Problem ::
Work out how many lines of the entries have the word "Whether" in them. Respond with that number only.

Source material ::
■ ■ ■ ■ ■ ■ ■

//! Cycle and task records.
//!
//! A `Cycle` is one instance of the EDRR state machine, root or nested. It
//! is mutated in place by the phase manager and the recursion manager, and
//! never deleted: retrospective and audit consumers read it after it reaches
//! Retrospect or after the caller aborts.

use chrono::{DateTime, Utc};
use serde::{Deserialize, Serialize};
use serde_json::{Map, Value};
use std::collections::{BTreeMap, HashMap};
use uuid::Uuid;

use crate::phase::{Phase, PhaseResult};

/// The unit of work a cycle is asked to solve.
#[derive(Debug, Clone, PartialEq, Serialize, Deserialize)]
pub struct Task {
    pub description: String,
    /// Free-form metadata carried into the team's elaboration calls.
    #[serde(default, skip_serializing_if = "Value::is_null")]
    pub metadata: Value,
}

impl Task {
    pub fn new(description: impl Into<String>) -> Self {
        Self {
            description: description.into(),
            metadata: Value::Null,
        }
    }

    pub fn with_metadata(mut self, metadata: Value) -> Self {
        self.metadata = metadata;
        self
    }
}

/// One instance of the EDRR state machine.
///
/// `current_phase`, `child_cycles` and the manual override are private:
/// phase movement belongs to the phase manager and recursion-tree growth to
/// the micro-cycle manager. Everything else is plain data.
#[derive(Debug, Clone, Serialize, Deserialize)]
pub struct Cycle {
    pub cycle_id: Uuid,
    /// 0 for root cycles; strictly parent depth + 1 for micro-cycles.
    pub depth: u32,
    /// Id back-reference only; the child never owns the parent's lifetime.
    pub parent_cycle_id: Option<Uuid>,
    pub task: Task,
    pub created_at: DateTime<Utc>,
    /// Lead/worker map rebuilt on every phase entry; exactly one "primus".
    pub role_assignments: HashMap<String, String>,
    /// Per-phase results, keyed in progression order.
    pub results: BTreeMap<Phase, PhaseResult>,
    /// Accumulated working context, snapshotted across phase boundaries.
    pub context: Map<String, Value>,
    /// External cancellation signal; honored at the next decision point.
    pub cancel_requested: bool,
    /// When the current phase was entered, for timeout arithmetic.
    pub phase_entered_at: Option<DateTime<Utc>>,
    current_phase: Option<Phase>,
    /// Append-only list of spawned micro-cycle ids.
    child_cycles: Vec<Uuid>,
    /// One-shot override, cleared the instant the decision routine reads it.
    manual_next_phase: Option<Phase>,
}

impl Cycle {
    /// Create a root cycle at depth 0.
    pub fn new(task: Task) -> Self {
        Self::with_depth(task, 0, None)
    }

    /// Create a cycle at an explicit depth under a parent.
    pub(crate) fn with_depth(task: Task, depth: u32, parent_cycle_id: Option<Uuid>) -> Self {
        Self {
            cycle_id: Uuid::new_v4(),
            depth,
            parent_cycle_id,
            task,
            created_at: Utc::now(),
            role_assignments: HashMap::new(),
            results: BTreeMap::new(),
            context: Map::new(),
            cancel_requested: false,
            phase_entered_at: None,
            current_phase: None,
            child_cycles: Vec::new(),
            manual_next_phase: None,
        }
    }

    /// The phase the cycle is currently in, or `None` before it starts.
    pub fn current_phase(&self) -> Option<Phase> {
        self.current_phase
    }

    /// Ids of micro-cycles spawned under this cycle, in spawn order.
    pub fn child_cycles(&self) -> &[Uuid] {
        &self.child_cycles
    }

    /// Set a one-shot override for the next transition decision.
    pub fn set_manual_next_phase(&mut self, phase: Phase) {
        self.manual_next_phase = Some(phase);
    }

    /// Whether an unconsumed manual override is pending.
    pub fn has_manual_next_phase(&self) -> bool {
        self.manual_next_phase.is_some()
    }

    /// Consume the manual override. Once read it cannot be replayed.
    pub(crate) fn take_manual_next_phase(&mut self) -> Option<Phase> {
        self.manual_next_phase.take()
    }

    /// Enter a phase. Only the phase manager calls this, after its guards.
    pub(crate) fn enter_phase(&mut self, phase: Phase) {
        self.current_phase = Some(phase);
        self.phase_entered_at = Some(Utc::now());
    }

    /// Append a spawned child id. Only the recursion manager calls this.
    pub(crate) fn push_child(&mut self, child_id: Uuid) {
        self.child_cycles.push(child_id);
    }

    /// Record the result for a phase, replacing any earlier record.
    pub fn record_result(&mut self, phase: Phase, result: PhaseResult) {
        self.results.insert(phase, result);
    }

    /// Result recorded for a phase, if any.
    pub fn phase_result(&self, phase: Phase) -> Option<&PhaseResult> {
        self.results.get(&phase)
    }

    pub(crate) fn phase_result_mut(&mut self, phase: Phase) -> Option<&mut PhaseResult> {
        self.results.get_mut(&phase)
    }

    /// Merge entries into the accumulated context, later values winning.
    pub fn merge_context(&mut self, entries: Map<String, Value>) {
        for (key, value) in entries {
            self.context.insert(key, value);
        }
    }

    /// Seconds elapsed since the current phase was entered.
    pub fn elapsed_in_phase(&self) -> Option<f64> {
        self.phase_entered_at
            .map(|entered| (Utc::now() - entered).num_milliseconds() as f64 / 1000.0)
    }

    /// Whether the cycle has reached and recorded its terminal phase.
    pub fn is_finished(&self) -> bool {
        self.current_phase == Some(Phase::Retrospect)
    }
}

■ ■ ■ ■ ■ ■ ■

Response to this exercise ::
2